O RCA desceu até às catacumbas e, guiados pela penumbra foram guiados até à sombra da Humanidade. Texto e Fotos: Nuno C. Lopes

Foi com uma pontualidade (quase britânica) que o quarteto eborense Process of Guilt subiu ao palco da sala lisboeta. À sua espera estavam cerca de uma centena de almas em busca da redenção. Como sempre a banda permite a que a sombra seja o seu guia e, numa actuação, essencialmente assente no mais recente "Slaves Beneath the Sun", mostrou, novamente, a sua qualidade e não deixou os seus créditos caírem mãos alheias e o quarteto nunca se apresenta em má forma, prova disso mesmo são temas como "Host", "Scars" (ambas do último álbum), ou ainda no regresso a "Black Earth" em "Hoax". Os eborenses são uma prova de resiliência e evolução.

Já antes os Wells Valley haviam trazido um Post-Doom apocalíptico, que deve muito a uns Cult of Luna, e que não se fizeram rogados e, não fosse um final abrupto pela "morte" de um amplificador e haveria algo mais a dizer, no entanto, o trio lisboeta está no topo da sua forma e a provar isso mesmo está aí "Achamoth" para dissipar qualquer dúvida.
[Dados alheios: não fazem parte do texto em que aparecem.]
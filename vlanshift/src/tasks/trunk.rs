//! Trunk allowed-VLAN normalization.

use log::{debug, info};

use crate::device::DeviceSession;
use crate::error::Result;
use crate::parsers::{SwitchportRecord, switchport};

/// What every trunk should carry and what it must not.
#[derive(Debug, Clone, Copy, PartialEq, Eq)]
pub struct TrunkPolicy {
    /// Added to the allowed list when missing.
    pub required_vlan: u16,

    /// Removed from the allowed list when present.
    pub pruned_vlan: u16,
}

impl Default for TrunkPolicy {
    fn default() -> Self {
        Self {
            required_vlan: 128,
            pruned_vlan: 1,
        }
    }
}

/// Configuration for one interface, or `None` if it needs nothing.
///
/// Only ports that are trunks both administratively and operationally are
/// considered. An allowed list of `all` has no explicit members, so it gets
/// the required VLAN added and nothing removed.
pub fn plan(
    interface: &str,
    record: &SwitchportRecord,
    policy: &TrunkPolicy,
) -> Result<Option<Vec<String>>> {
    if !record.is_trunk() {
        return Ok(None);
    }
    let allowed = record.trunk_vlan_set()?;
    debug!("{} allowed vlans: {}", interface, allowed);

    let mut commands = vec![format!("interface {interface}")];
    if !allowed.contains(policy.required_vlan) {
        commands.push(format!(
            "switchport trunk allowed vlan add {}",
            policy.required_vlan
        ));
    }
    if allowed.contains(policy.pruned_vlan) {
        commands.push(format!(
            "switchport trunk allowed vlan remove {}",
            policy.pruned_vlan
        ));
    }
    Ok((commands.len() > 1).then_some(commands))
}

/// Apply `policy` to every trunk. Returns the interfaces changed.
pub async fn normalize<D: DeviceSession>(
    device: Option<&mut D>,
    policy: &TrunkPolicy,
) -> Result<Vec<String>> {
    let Some(device) = device else {
        return Ok(Vec::new());
    };
    device.connect().await?;
    let records = switchport::parse(&device.execute(switchport::COMMAND).await?)?;

    let mut changed = Vec::new();
    for (interface, record) in &records {
        let Some(commands) = plan(interface, record, policy)? else {
            continue;
        };
        info!("{}: {:?}", device.name(), commands);
        device.configure(&commands).await?;
        changed.push(interface.clone());
    }
    Ok(changed)
}

#[cfg(test)]
mod tests {
    use super::*;
    use crate::tasks::mock::ScriptedDevice;

    fn trunk(vlans: &str) -> SwitchportRecord {
        SwitchportRecord {
            switchport_enabled: true,
            switchport_mode: "trunk".to_string(),
            operational_mode: "trunk".to_string(),
            access_vlan: Some(1),
            native_vlan: Some(1),
            trunk_vlans: vlans.to_string(),
        }
    }

    #[test]
    fn test_add_then_remove() {
        let commands = plan("GigabitEthernet1/0/1", &trunk("1,800-900"), &TrunkPolicy::default())
            .unwrap()
            .unwrap();
        assert_eq!(
            commands,
            vec![
                "interface GigabitEthernet1/0/1",
                "switchport trunk allowed vlan add 128",
                "switchport trunk allowed vlan remove 1",
            ]
        );
    }

    #[test]
    fn test_compliant_trunk_needs_nothing() {
        let plan = plan("Gi1", &trunk("800-900,128"), &TrunkPolicy::default()).unwrap();
        assert_eq!(plan, None);
    }

    #[test]
    fn test_all_only_adds() {
        let commands = plan("Gi1", &trunk("all"), &TrunkPolicy::default())
            .unwrap()
            .unwrap();
        assert_eq!(commands.len(), 2);
        assert_eq!(commands[1], "switchport trunk allowed vlan add 128");
    }

    #[test]
    fn test_requires_both_modes() {
        let mut record = trunk("1");
        record.operational_mode = "down".to_string();
        assert_eq!(plan("Gi1", &record, &TrunkPolicy::default()).unwrap(), None);

        let mut record = trunk("1");
        record.switchport_mode = "dynamic auto".to_string();
        assert_eq!(plan("Gi1", &record, &TrunkPolicy::default()).unwrap(), None);
    }

    #[test]
    fn test_custom_policy() {
        let policy = TrunkPolicy {
            required_vlan: 200,
            pruned_vlan: 999,
        };
        let commands = plan("Gi1", &trunk("1,200"), &policy).unwrap();
        assert_eq!(commands, None);
    }

    #[tokio::test]
    async fn test_normalize_device() {
        let output = "\
Name: Gi1/0/1
Switchport: Enabled
Administrative Mode: trunk
Operational Mode: trunk
Trunking VLANs Enabled: 1,800-900

Name: Gi1/0/2
Switchport: Enabled
Administrative Mode: trunk
Operational Mode: trunk
Trunking VLANs Enabled: 128

Name: Gi1/0/3
Switchport: Enabled
Administrative Mode: static access
Operational Mode: static access
Access Mode VLAN: 1 (default)
";
        let mut device = ScriptedDevice::new("sw1").with_output("show interfaces switchport", output);
        let changed = normalize(Some(&mut device), &TrunkPolicy::default()).await.unwrap();
        assert_eq!(changed, vec!["GigabitEthernet1/0/1"]);
        assert_eq!(device.batches.len(), 1);
        assert_eq!(device.batches[0][0], "interface GigabitEthernet1/0/1");
    }
}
De Setúbal para o caos o, agora, trio que dá pelo nome Murro é pura devastação caótica sem qualquer melindre. Hugo Cão, qual profeta da desgraça alheia, é o porta-voz de jm certo mal estar que nos dá a volta ao estômago e vomita palavras de ordem e revolução a cada tema. Não só abriram a noite como mostraram que a canção é uma arma. Será que alguém sentiu a falta do baixo?
Esta foi uma noite de revolta, de descidao à podridão que nos enfraquece mas foi, também, uma noite para expiar o pecado e a tormenta.